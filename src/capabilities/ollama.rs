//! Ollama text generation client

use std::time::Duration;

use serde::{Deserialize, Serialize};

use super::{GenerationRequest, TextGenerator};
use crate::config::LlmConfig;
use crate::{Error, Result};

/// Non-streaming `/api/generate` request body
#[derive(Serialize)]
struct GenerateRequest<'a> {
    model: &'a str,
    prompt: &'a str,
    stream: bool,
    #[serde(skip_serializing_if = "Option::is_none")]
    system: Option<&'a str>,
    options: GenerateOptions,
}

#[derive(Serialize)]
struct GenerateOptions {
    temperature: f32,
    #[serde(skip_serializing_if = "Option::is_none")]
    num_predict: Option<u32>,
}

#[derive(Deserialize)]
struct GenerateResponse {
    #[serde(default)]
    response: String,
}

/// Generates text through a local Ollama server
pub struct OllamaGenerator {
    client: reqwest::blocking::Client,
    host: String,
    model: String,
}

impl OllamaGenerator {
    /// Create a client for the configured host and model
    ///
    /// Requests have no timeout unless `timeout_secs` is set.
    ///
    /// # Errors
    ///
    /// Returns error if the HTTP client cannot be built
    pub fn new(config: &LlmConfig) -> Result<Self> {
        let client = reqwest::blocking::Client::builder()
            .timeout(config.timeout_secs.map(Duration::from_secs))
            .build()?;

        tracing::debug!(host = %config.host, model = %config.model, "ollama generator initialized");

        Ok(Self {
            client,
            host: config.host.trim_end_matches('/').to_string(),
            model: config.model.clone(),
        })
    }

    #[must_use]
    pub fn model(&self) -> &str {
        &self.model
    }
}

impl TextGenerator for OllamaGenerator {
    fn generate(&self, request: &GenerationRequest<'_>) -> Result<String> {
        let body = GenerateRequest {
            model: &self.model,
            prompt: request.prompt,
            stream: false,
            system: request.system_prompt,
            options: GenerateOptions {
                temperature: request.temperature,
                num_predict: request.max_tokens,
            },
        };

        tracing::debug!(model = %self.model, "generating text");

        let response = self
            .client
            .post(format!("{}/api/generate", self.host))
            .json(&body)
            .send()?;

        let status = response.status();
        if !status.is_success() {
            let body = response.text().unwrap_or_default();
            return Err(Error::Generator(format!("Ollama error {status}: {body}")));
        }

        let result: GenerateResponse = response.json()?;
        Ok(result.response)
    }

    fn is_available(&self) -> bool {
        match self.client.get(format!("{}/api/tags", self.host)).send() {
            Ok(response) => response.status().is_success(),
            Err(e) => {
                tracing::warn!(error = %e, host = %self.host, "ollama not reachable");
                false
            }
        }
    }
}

+--

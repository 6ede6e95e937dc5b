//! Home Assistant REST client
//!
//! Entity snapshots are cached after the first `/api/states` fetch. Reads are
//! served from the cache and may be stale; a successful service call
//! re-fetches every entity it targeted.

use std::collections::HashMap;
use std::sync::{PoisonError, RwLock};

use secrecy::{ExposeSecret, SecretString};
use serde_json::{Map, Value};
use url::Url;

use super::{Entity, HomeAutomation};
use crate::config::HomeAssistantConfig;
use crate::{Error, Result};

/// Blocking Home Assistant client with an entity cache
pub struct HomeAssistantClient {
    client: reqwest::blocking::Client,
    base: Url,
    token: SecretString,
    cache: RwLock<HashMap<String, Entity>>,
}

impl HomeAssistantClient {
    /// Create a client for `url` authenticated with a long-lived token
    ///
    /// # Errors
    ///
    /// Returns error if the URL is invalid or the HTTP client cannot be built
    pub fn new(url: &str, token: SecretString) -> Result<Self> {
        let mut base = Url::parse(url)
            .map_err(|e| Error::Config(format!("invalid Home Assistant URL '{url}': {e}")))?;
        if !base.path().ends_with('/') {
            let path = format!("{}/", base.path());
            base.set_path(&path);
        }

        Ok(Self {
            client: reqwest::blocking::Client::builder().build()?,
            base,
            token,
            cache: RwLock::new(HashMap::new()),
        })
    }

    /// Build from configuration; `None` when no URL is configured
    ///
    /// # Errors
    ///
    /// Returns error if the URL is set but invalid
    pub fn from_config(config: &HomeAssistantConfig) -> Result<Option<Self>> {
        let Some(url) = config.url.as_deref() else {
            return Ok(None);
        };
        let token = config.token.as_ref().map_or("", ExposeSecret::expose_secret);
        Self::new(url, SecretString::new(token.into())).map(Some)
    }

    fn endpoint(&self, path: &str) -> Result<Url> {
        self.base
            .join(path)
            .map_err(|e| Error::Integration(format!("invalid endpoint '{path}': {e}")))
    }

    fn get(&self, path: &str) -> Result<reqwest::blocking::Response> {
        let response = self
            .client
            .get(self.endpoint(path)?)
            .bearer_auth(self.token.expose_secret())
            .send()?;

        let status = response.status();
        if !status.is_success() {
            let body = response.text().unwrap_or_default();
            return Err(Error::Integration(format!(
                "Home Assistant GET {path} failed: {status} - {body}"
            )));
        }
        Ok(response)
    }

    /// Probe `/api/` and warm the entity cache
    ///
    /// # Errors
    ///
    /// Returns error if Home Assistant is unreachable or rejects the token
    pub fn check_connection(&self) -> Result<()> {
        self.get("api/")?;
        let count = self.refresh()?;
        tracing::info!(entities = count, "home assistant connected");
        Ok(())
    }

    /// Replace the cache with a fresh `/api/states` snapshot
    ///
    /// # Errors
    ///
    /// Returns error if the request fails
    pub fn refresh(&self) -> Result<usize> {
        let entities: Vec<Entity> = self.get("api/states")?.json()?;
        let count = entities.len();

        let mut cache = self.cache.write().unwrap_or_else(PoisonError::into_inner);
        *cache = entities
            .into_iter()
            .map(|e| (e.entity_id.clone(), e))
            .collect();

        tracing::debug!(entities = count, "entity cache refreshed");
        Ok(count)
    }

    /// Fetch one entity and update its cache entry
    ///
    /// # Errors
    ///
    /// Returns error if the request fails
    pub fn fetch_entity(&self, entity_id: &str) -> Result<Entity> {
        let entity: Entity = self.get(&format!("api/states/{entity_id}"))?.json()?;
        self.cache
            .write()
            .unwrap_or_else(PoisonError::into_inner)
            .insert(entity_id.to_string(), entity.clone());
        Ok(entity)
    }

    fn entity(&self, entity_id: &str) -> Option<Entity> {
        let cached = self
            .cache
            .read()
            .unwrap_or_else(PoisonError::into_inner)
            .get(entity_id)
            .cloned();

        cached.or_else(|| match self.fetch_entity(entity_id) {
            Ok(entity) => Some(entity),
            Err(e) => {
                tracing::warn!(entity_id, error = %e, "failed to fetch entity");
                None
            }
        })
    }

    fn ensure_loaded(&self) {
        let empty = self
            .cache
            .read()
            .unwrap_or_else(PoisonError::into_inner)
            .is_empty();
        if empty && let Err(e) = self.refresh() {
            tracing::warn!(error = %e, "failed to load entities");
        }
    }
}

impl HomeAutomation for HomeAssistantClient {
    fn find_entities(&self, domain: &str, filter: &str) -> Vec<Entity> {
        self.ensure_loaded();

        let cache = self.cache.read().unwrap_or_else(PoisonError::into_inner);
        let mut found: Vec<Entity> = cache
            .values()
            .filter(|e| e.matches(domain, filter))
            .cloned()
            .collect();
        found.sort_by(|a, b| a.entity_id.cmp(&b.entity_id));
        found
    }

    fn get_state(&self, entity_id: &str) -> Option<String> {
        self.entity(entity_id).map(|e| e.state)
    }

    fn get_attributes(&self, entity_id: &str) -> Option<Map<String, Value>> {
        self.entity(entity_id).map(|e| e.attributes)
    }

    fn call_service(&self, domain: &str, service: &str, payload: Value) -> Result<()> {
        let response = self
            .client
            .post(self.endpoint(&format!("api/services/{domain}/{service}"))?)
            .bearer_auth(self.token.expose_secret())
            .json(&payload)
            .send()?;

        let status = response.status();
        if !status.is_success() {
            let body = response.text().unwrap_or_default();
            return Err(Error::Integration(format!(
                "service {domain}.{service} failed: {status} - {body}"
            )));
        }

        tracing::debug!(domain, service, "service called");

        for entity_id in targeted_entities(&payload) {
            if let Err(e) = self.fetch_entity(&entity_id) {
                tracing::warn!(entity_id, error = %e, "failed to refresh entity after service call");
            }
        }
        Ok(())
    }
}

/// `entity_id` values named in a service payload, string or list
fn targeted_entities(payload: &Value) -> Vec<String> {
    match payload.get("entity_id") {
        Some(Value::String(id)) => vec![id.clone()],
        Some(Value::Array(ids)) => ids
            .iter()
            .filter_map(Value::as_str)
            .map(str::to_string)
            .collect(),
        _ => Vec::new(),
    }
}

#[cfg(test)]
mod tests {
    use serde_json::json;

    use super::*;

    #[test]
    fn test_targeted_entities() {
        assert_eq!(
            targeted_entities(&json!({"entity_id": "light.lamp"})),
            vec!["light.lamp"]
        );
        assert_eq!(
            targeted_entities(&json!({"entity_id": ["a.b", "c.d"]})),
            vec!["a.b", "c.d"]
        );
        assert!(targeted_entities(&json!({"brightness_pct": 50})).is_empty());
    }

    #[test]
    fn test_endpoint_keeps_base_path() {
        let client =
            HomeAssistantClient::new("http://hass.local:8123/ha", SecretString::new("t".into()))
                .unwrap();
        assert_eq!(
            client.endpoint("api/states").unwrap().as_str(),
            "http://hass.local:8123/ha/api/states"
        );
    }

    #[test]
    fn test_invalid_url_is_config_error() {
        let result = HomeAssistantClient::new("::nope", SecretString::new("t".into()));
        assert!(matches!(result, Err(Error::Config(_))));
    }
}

+--

Exercise description ▸ Only lines with the word "values" are needed. Copy them from the preceding records.

The answer ▸
            .values()
/// `entity_id` values named in a service payload, string or list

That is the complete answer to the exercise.